In Matthew chapter 10, Jesus speaks to His disciples whom He is sending forth to preach the gospel of the kingdom of heaven to the "lost sheep of the house of Israel." He warns them of great difficulty that should be anticipated. They could expect persecution and other expressions of hatred. Jesus exhorts his apostles to have no fear of those who could kill the body, for it is impossible for them to touch their souls. Their heavenly Father would be watching after them and care for them, even if the displeasure of men were felt.

Jesus then makes a general statement in verses 32 & 33, Whosoever therefore shall confess me before men, him will I confess also before my Father which is in heaven. But whosoever shall deny me before men, him will I also deny before my Father which is in heaven. Jesus expects that His followers will be so passionate for Him that they will be very open before others about their commitment to Him. Jesus holds out no hope of favor from His Father toward those who deny Him before their fellow man.

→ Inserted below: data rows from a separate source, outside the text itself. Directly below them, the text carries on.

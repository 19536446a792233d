//! Form assembly, rendering and validation.

use std::collections::HashSet;

use ironhtml::html;
use ironhtml_elements::{Td, Th, Tr};
use tracing::debug;

use crate::data::FormData;
use crate::error::{FormError, Result, ValidationErrors};
use crate::fields::Field;

/// An ordered collection of fields.
///
/// Fields render and validate in insertion order. The form does not emit
/// the surrounding `<form>` element; callers wrap [`Form::render`] in their
/// own.
#[derive(Debug, Default)]
pub struct Form {
    fields: Vec<Field>,
    names: HashSet<String>,
}

impl Form {
    /// Creates an empty form.
    pub fn new() -> Self {
        Self::default()
    }

    /// Appends a field.
    ///
    /// Fails when the name is empty or already used by another field.
    pub fn add_input(&mut self, field: Field) -> Result<()> {
        if field.name().is_empty() {
            return Err(FormError::EmptyName);
        }
        if !self.names.insert(field.name().to_string()) {
            return Err(FormError::DuplicateField(field.name().to_string()));
        }
        self.fields.push(field);
        Ok(())
    }

    /// Returns the fields in insertion order.
    pub fn fields(&self) -> &[Field] {
        &self.fields
    }

    /// Looks up a field by name.
    pub fn field(&self, name: &str) -> Option<&Field> {
        self.fields.iter().find(|f| f.name() == name)
    }

    /// Returns the number of fields.
    pub fn len(&self) -> usize {
        self.fields.len()
    }

    /// Returns whether the form has no fields.
    pub fn is_empty(&self) -> bool {
        self.fields.is_empty()
    }

    /// Renders the fields as a table, one row per field.
    ///
    /// Each row holds the label in a header cell, then the field's errors
    /// followed by its control.
    pub fn render(&self) -> String {
        let mut table = html! { table.class("form-table") };

        for field in &self.fields {
            let label = field.label_html();
            let body = format!("{}{}", field.render_errors(), field.render());
            table = table.child::<Tr, _>(|tr| {
                tr.child::<Th, _>(|th| th.raw(&label))
                    .child::<Td, _>(|td| td.raw(&body))
            });
        }

        table.render()
    }

    /// Validates every field against `data`.
    ///
    /// All fields are validated so each one carries its own errors for the
    /// next render. Returns `true` only when every field passed.
    pub fn validate(&mut self, data: &FormData) -> bool {
        let mut valid = true;
        for field in &mut self.fields {
            valid = field.validate(data) && valid;
        }
        debug!(valid, fields = self.fields.len(), "form validated");
        valid
    }

    /// Collects the errors of the last validation pass by field name.
    pub fn errors(&self) -> ValidationErrors {
        let mut errors = ValidationErrors::new();
        for field in &self.fields {
            for message in field.errors() {
                errors.add(field.name(), message.as_str());
            }
        }
        errors
    }
}

/// A form builder for creating forms programmatically.
#[derive(Debug, Default)]
pub struct FormBuilder {
    fields: Vec<Field>,
}

impl FormBuilder {
    /// Creates a new form builder.
    pub fn new() -> Self {
        Self::default()
    }

    /// Adds a field to the form.
    #[must_use]
    pub fn field(mut self, field: Field) -> Self {
        self.fields.push(field);
        self
    }

    /// Builds the form, checking field names.
    pub fn build(self) -> Result<Form> {
        let mut form = Form::new();
        for field in self.fields {
            form.add_input(field)?;
        }
        Ok(form)
    }
}

#[cfg(test)]
mod tests {
    use super::*;
    use crate::validation::PatternValidator;

    fn signup_form() -> Form {
        FormBuilder::new()
            .field(Field::textbox("email", "Email").required())
            .field(
                Field::textbox("age", "Age")
                    .validator(PatternValidator::new(r"^\d+$").unwrap()),
            )
            .field(Field::button("send", "Sign Up"))
            .build()
            .unwrap()
    }

    #[test]
    fn test_add_input_keeps_order() {
        let form = signup_form();
        let names: Vec<_> = form.fields().iter().map(Field::name).collect();
        assert_eq!(names, ["email", "age", "send"]);
        assert_eq!(form.len(), 3);
    }

    #[test]
    fn test_add_input_rejects_empty_name() {
        let mut form = Form::new();
        let err = form.add_input(Field::textbox("", "Nameless")).unwrap_err();
        assert!(matches!(err, FormError::EmptyName));
        assert!(form.is_empty());
    }

    #[test]
    fn test_add_input_rejects_duplicate_name() {
        let mut form = Form::new();
        form.add_input(Field::textbox("email", "Email")).unwrap();
        let err = form.add_input(Field::password("email", "Email")).unwrap_err();
        assert!(matches!(err, FormError::DuplicateField(name) if name == "email"));
        assert_eq!(form.len(), 1);
    }

    #[test]
    fn test_render_empty_form() {
        let html = Form::new().render();
        assert!(html.starts_with("<table"));
        assert!(!html.contains("<tr"));
    }

    #[test]
    fn test_render_rows_in_order() {
        let html = signup_form().render();
        assert_eq!(html.matches("<tr").count(), 3);
        let email = html.find(r#"name="email""#).unwrap();
        let age = html.find(r#"name="age""#).unwrap();
        let send = html.find(r#"name="send""#).unwrap();
        assert!(email < age && age < send);
        assert!(!html.contains("<form"));
    }

    #[test]
    fn test_validate_aggregates_all_fields() {
        let mut form = signup_form();
        let data = FormData::new().with("age", "abc");

        assert!(!form.validate(&data));
        assert_eq!(
            form.field("email").unwrap().errors(),
            ["Email field is required"]
        );
        assert_eq!(form.field("age").unwrap().errors(), ["Age is not valid"]);
        assert!(form.field("send").unwrap().errors().is_empty());
        assert_eq!(
            form.errors().all_errors(),
            [("age", "Age is not valid"), ("email", "Email field is required")]
        );
    }

    #[test]
    fn test_validate_passes() {
        let mut form = signup_form();
        let data = FormData::new().with("email", "a@b.com").with("age", "42");
        assert!(form.validate(&data));
        assert!(form.errors().is_empty());
    }

    #[test]
    fn test_render_shows_errors_before_control() {
        let mut form = signup_form();
        form.validate(&FormData::new().with("age", "7"));

        let html = form.render();
        let error = html.find("Email field is required").unwrap();
        let control = html.find(r#"name="email""#).unwrap();
        assert!(error < control);
    }

    #[test]
    fn test_revalidation_is_idempotent() {
        let mut form = signup_form();
        let data = FormData::new();
        form.validate(&data);
        let first = form.errors();
        form.validate(&data);
        assert_eq!(form.errors(), first);
    }
}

Then, it is as if Jesus drives the point home even more deeply so that His followers then and now understand what it means to be His disciple. Jesus says, Think not that I am come to send peace on earth: I came not to send peace, but a sword (vs.34 ). But didn’t the heavenly host proclaim in reference to the birth of Christ, Glory to God in the highest, and on earth peace, good will toward men? Peace is surely promised to the earth as part of God’s redemptive plan. It is certainly a vital part of His kingdom (Rom. 14:17; Col. 1:20; 3:15 ), produced now in the hearts of His children by the presence of the Holy Ghost. Peace reigns now in the hearts of believers, but not in relationship to this world. The world hates God’s people and His holiness worked out in their lives ( I John 3:13 ). This is the sense of Jesus’ piercing statement. Not peace, but a sword! Division, trouble, harm, and all that might be represented by a sword is to be expected in the lives of the followers of Jesus Christ.

Jesus then gets even more pointed and personal as He moves from the general principal to the specific in verse 35 & 36, For I am come to set a man at variance against his father, and the daughter against her mother, and the daughter in law against her mother in law.  And a man’s foes shall be they of this own household. Not only is it a possibility that following Christ will result in tensions with the closest of family relationships, it is guaranteed! Jesus expects that His followers will speak and live in such a way that their words and actions will in fact result in family division. He announces very clearly that those who will be hottest against you, if you truly follow Him, will be your own family!

In verse 37, Jesus makes it clear that the issue at hand is really about whom you love. If family ties are so great that your parents or children pull you away from following Him, then you love family more than Him. If you love family more than Him, you are not worthy of Him.

Someone might reason, "but who is worthy of Jesus Christ? All of us fall short of worthiness. It is our unworthiness that creates the need for a Savior. It is precisely our lack of love for Him that magnifies our guilt." While all of these thoughts are true, Jesus is challenging the very basic level of one’s commitment to Him. If you do not have a love for Jesus Christ that leads you to be able to endure the disapproval of family, and even separation from them if need be, then you have demonstrated that your love for that which you have in this world is greater than any professed love for Him. If you truly love Him, then you will be willing to endure separation from unbelieving family members who are not in agreement with your commitment to Christ. Those who love Christ supremely are worthy of Him. These are the ones who are truly His disciples and who have genuinely identified with Him in His cross and resurrection life.

Do not explain away the clear reasoning of Jesus in this text. Understand and believe the purpose for which Jesus says He has come. It is true that He came to save. But it is that very salvation that creates a division between the saved and lost. One is changed and the other is not. One’s love is set upon Christ and things above, the other’s is not. One’s heart is moved in a direction that loves what is not seen, while the other remains in love with the visible things of the world. Love for Christ turns one’s thinking about life in a different direction than before, creating a separation from the thinking he or she was brought up under. In some cases, when this love and passion for Christ is in the parents, a child will rebel and a division is created as the child grows and turns away from the Christian philosophy he or she was brought up under.

One striking point in these words of Jesus is that He gives no guarantee that all of our children will always be at peace with us following Christ. The very opposite is set forth. We can anticipate that some of our children may very well be at odds with us if we give ourselves to truly following Christ. It is here that our own confessed love for Christ will be most tested. Do we love our Savior enough to see our children separate from us because they are not able to follow Christ with us? Our attitude must be that if our children must pursue unrighteousness and cannot appreciate our stand for and with Christ, then so be it. We must be willing to let them go and not chase after them, or lower our own standard to keep the peace. We must ever remember that Christ came to send a sword, not peace. While we are to, as much as possible, live at peace with all men, we must not live at peace at the expense of following Christ.

Who do you love most? Are you willing to have your children, parents, or any other family member separate from you because of your commitment to following Christ? If the answer is yes, then you have proved your love for Christ and are worthy of Him. If you say no, either by word or deed, then you must seriously consider the words of Jesus who concluded, you are "not worthy of me."